A screech of challenge echoed from above and the serpentine daemon prince dived, hands becoming long claws of serrated silver. The Warshard turned, blade leaping up to meet the incoming monster, the edge of Anaris crashing against the immortal talons aimed at its chest. The impact of the creature’s attack sent them both skidding across the plaza, crushing daemons and necrontyr beneath their bulk as they rolled, a flaming, scintillating mass of mutual hatred.
They parted, the daemon flitting acrobatically upright, the Warshard rising with more purpose, the tip of Anaris scoring a flaming furrow in the ground between them.
Hissing, the daemon prince darted forwards, lashing a claw into the face of the Warshard. Droplets of lava flew from the blow like blood, but the First Avatar remained resolute.
‘Puny prince,’ the Warshard laughed, and hammered its bloody fist into the daemon’s face, almost splitting the creature with the force of the blow. As it reeled backwards the Warshard hacked Anaris into its midriff, sinking the deadly blade into incorporeal flesh, eliciting a shout of both of agony and rage from the lord of the Great Enemy’s warhost. The avatar kicked the creature off the blade and raised Anaris high. ‘Now you face a king!’

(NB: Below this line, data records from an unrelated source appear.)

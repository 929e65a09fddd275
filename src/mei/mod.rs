pub mod document;
pub mod ids;
pub mod kind;
pub mod primitive_parser;
pub mod reader;
pub mod writer;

Silver-barked trees reached up to a brilliant violet sky, the blue leaves of the canopy swishing in mesmerising fashion against a backdrop of scudding ruby clouds. Light glimmered everywhere as though each surface were dusted with tiny particles of glass, and the cream-coloured ground underfoot was soft and welcoming like a mattress. The air carried a delicate perfume that was both relaxing and rousing, like the musky closeness of a mate.

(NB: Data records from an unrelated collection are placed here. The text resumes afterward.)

use crate::mei::document::{Document, NodeId, XML_ID};
use crate::mei::kind::NodeKind;
use crate::DiplomatError;
use std::collections::{HashMap, HashSet};

/// Hands out identifiers that collide neither with each other nor with the input.
#[derive(Debug, Default)]
pub struct IdRegistry {
    taken: HashSet<String>,
    counter: u64,
}

impl IdRegistry {
    /// Registry seeded with every identifier present in `document`.
    pub fn from_document(document: &Document) -> Self {
        let taken = document.ids().into_iter().map(str::to_string).collect();
        Self { taken, counter: 0 }
    }

    /// Fresh identifier starting with `prefix`.
    pub fn new_id(&mut self, prefix: &str) -> Result<String, DiplomatError> {
        loop {
            self.counter = self.counter.checked_add(1).ok_or_else(|| {
                DiplomatError::IdError(format!("no identifier left for prefix '{prefix}'"))
            })?;
            let candidate = format!("{prefix}{}", self.counter);
            if self.taken.insert(candidate.clone()) {
                return Ok(candidate);
            }
        }
    }

    /// Gives `node` a fresh identifier derived from its element name.
    pub fn assign(&mut self, document: &mut Document, node: NodeId) -> Result<String, DiplomatError> {
        let id = self.new_id(&id_prefix(document.local_name(node)))?;
        document.set_attr(node, XML_ID, id.clone());
        Ok(id)
    }

    /// Creates a detached element carrying a fresh identifier.
    pub fn new_element(&mut self, document: &mut Document, local_name: &str) -> Result<NodeId, DiplomatError> {
        let node = document.create_element(local_name);
        self.assign(document, node)?;
        Ok(node)
    }

    /// Detached copy of the subtree at `node` where every element has a fresh identifier.
    pub fn fresh_copy(&mut self, document: &mut Document, node: NodeId) -> Result<NodeId, DiplomatError> {
        let copy = document.deep_clone(node);
        self.reassign_subtree(document, copy)?;
        Ok(copy)
    }

    /// Gives `node` and every element below it a fresh identifier.
    pub fn reassign_subtree(&mut self, document: &mut Document, node: NodeId) -> Result<(), DiplomatError> {
        self.assign(document, node)?;
        for descendant in document.descendants(node) {
            self.assign(document, descendant)?;
        }
        Ok(())
    }
}

/// Identifier prefix for new elements: the initials of their camel-cased
/// name, `staffDef` -> `sd`.
fn id_prefix(local_name: &str) -> String {
    let mut chars = local_name.chars();
    match chars.next().filter(char::is_ascii_alphabetic) {
        Some(first) => std::iter::once(first.to_ascii_lowercase())
            .chain(chars.filter(char::is_ascii_uppercase).map(|c| c.to_ascii_lowercase()))
            .collect(),
        None => "x".to_string(),
    }
}

/// Lookup of the elements of the untransformed document by identifier.
///
/// Built once before any rewriting; entries keep resolving after their
/// element has been detached or replaced.
#[derive(Debug, Default)]
pub struct OriginalIndex {
    nodes: HashMap<String, NodeId>,
}

impl OriginalIndex {
    pub fn get(&self, id: &str) -> Option<NodeId> {
        self.nodes.get(id).copied()
    }

    /// Kind of the original element carrying `id`, if any.
    pub fn kind_of(&self, document: &Document, id: &str) -> Option<NodeKind> {
        self.get(id).map(|node| document.kind(node))
    }
}

pub fn index_original_ids(document: &Document) -> OriginalIndex {
    let root = document.root();
    let nodes = std::iter::once(root)
        .chain(document.descendants(root))
        .filter_map(|node| document.id_of(node).map(|id| (id.to_string(), node)))
        .collect();
    OriginalIndex { nodes }
}

#[cfg(test)]
mod tests {
    use super::*;
    use crate::mei::reader::parse_document;

    #[test]
    fn new_ids_skip_taken_ones() {
        let doc = parse_document(r#"<mei xml:id="m1"><music xml:id="n1"/></mei>"#).unwrap();
        let mut ids = IdRegistry::from_document(&doc);
        let first = ids.new_id("n").unwrap();
        assert_ne!(first, "n1");
        assert!(first.starts_with('n'));
        let second = ids.new_id("n").unwrap();
        assert_ne!(first, second);
    }

    #[test]
    fn reassign_whole_subtree() {
        let mut doc =
            parse_document(r#"<mei><dir xml:id="d1"><rend xml:id="r1">x</rend></dir></mei>"#)
                .unwrap();
        let mut ids = IdRegistry::from_document(&doc);
        let dir = doc.find_child(doc.root(), "dir").unwrap();
        let copy = doc.deep_clone(dir);
        ids.reassign_subtree(&mut doc, copy).unwrap();
        let rend = doc.find_child(copy, "rend").unwrap();
        assert_ne!(doc.id_of(copy), Some("d1"));
        assert_ne!(doc.id_of(rend), Some("r1"));
        assert!(doc.id_of(rend).unwrap().starts_with('r'));
    }

    #[test]
    fn prefixes_follow_element_names() {
        assert_eq!(id_prefix("note"), "n");
        assert_eq!(id_prefix("staffDef"), "sd");
        assert_eq!(id_prefix("keySig"), "ks");
        assert_eq!(id_prefix("staffGrp"), "sg");
        assert_eq!(id_prefix(""), "x");
    }

    #[test]
    fn fresh_copy_never_reuses_identifiers() {
        let mut doc = parse_document(r#"<mei><meterSig xml:id="ms1" count="3"/></mei>"#).unwrap();
        let mut ids = IdRegistry::from_document(&doc);
        let meter = doc.find_child(doc.root(), "meterSig").unwrap();
        let first = ids.fresh_copy(&mut doc, meter).unwrap();
        let second = ids.fresh_copy(&mut doc, meter).unwrap();
        assert_ne!(doc.id_of(first), doc.id_of(second));
        assert_ne!(doc.id_of(first), Some("ms1"));
        assert_eq!(doc.attr(second, "count"), Some("3"));
        let created = ids.new_element(&mut doc, "staffGrp").unwrap();
        assert!(doc.id_of(created).unwrap().starts_with("sg"));
    }

    #[test]
    fn original_index_survives_detach() {
        let mut doc =
            parse_document(r#"<mei><layer><tabGrp xml:id="t1"/></layer></mei>"#).unwrap();
        let index = index_original_ids(&doc);
        let tab_grp = index.get("t1").unwrap();
        doc.detach(tab_grp);
        assert_eq!(index.kind_of(&doc, "t1"), Some(NodeKind::TabGrp));
        assert_eq!(index.get("t2"), None);
    }
}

Alorynis froze, taken unawares by the change in surroundings. The sound of the undulating leaves was a calming whisper, soothing away the clamour of battle he had just left.
In the branches above small shapes slithered and flittered, moving in one direction from treetop to treetop. Waves of tiny winged figures and fluffy worm-like creatures moved along the branches, skipping from one bough to the next, their miniscule voices adding barely heard laughter to the song of the breeze.
The gyrinx looked back and saw one of the great trees had been split, from arching root to soaring branches, the trunk opened like a gateway through which a dull grey vista moved jerkily across the gap. Everything beyond the opening seemed ponderous and slow and sharp-angled, hard to look upon.
Alorynis fixed upon his purpose in coming here and flicked his ears, hoping to catch a note of the dead-song he was seeking. He thought he caught fleeting moments of the harmony in his mistress’ soul and stole forward slowly, seeking the source.
He stopped again, not recognising his surroundings though it seemed he had only taken a couple of paces. Turning about, the gyrinx sought the split-trunk tree, but could see nothing through the arboreal giants around him. The trees seemed even larger than before, but their trunks were close-pressed, their canopies overlapping and intertwined so deeply that there was no sight of the sky.
It was a lot darker than he remembered. The figures on the branches emitted their own aura, fireflies of purple and green and white and red, dancing along the twisted branches. After-images left strange shapes cut upon his thoughts, further confusing him.
With a disconcerted hiss, he pushed on and quickly came upon a clearing. Above there was no sky, the heavens bounded by a flat-mirrored surface that reflected a distorted image of the paradise woodlands. Although it seemed so distant, the gyrinx felt that if he stared hard enough he might find himself among the azure leaves looking back.
The movement of the grass drew his thoughts. There was no wind upon his fur but the slender blades swayed back and forth. Yet each charted its own rhythm; they did not move together.
Eyes narrowed, the gyrinx saw that each leaf was fixed upon a minute figure, budding from the head of a diminutive individual trapped waist-deep in the pale earth. He recognised immediately the slight faces and pointed ears of his mistress’ people and his heart thrummed as he felt the despair of the trapped souls, thousands of them.
Panicked, he turned and ran, forgetting any hope of finding the voice of his mistress’ power. Following instinct alone he headed back to where he thought the rip-gate lay, darting through the trees until his lungs were burning.
Tiredness forced him to pause, pushed against the arched root of a tree, eyes trying to pierce a darkness that had become thick and cloying.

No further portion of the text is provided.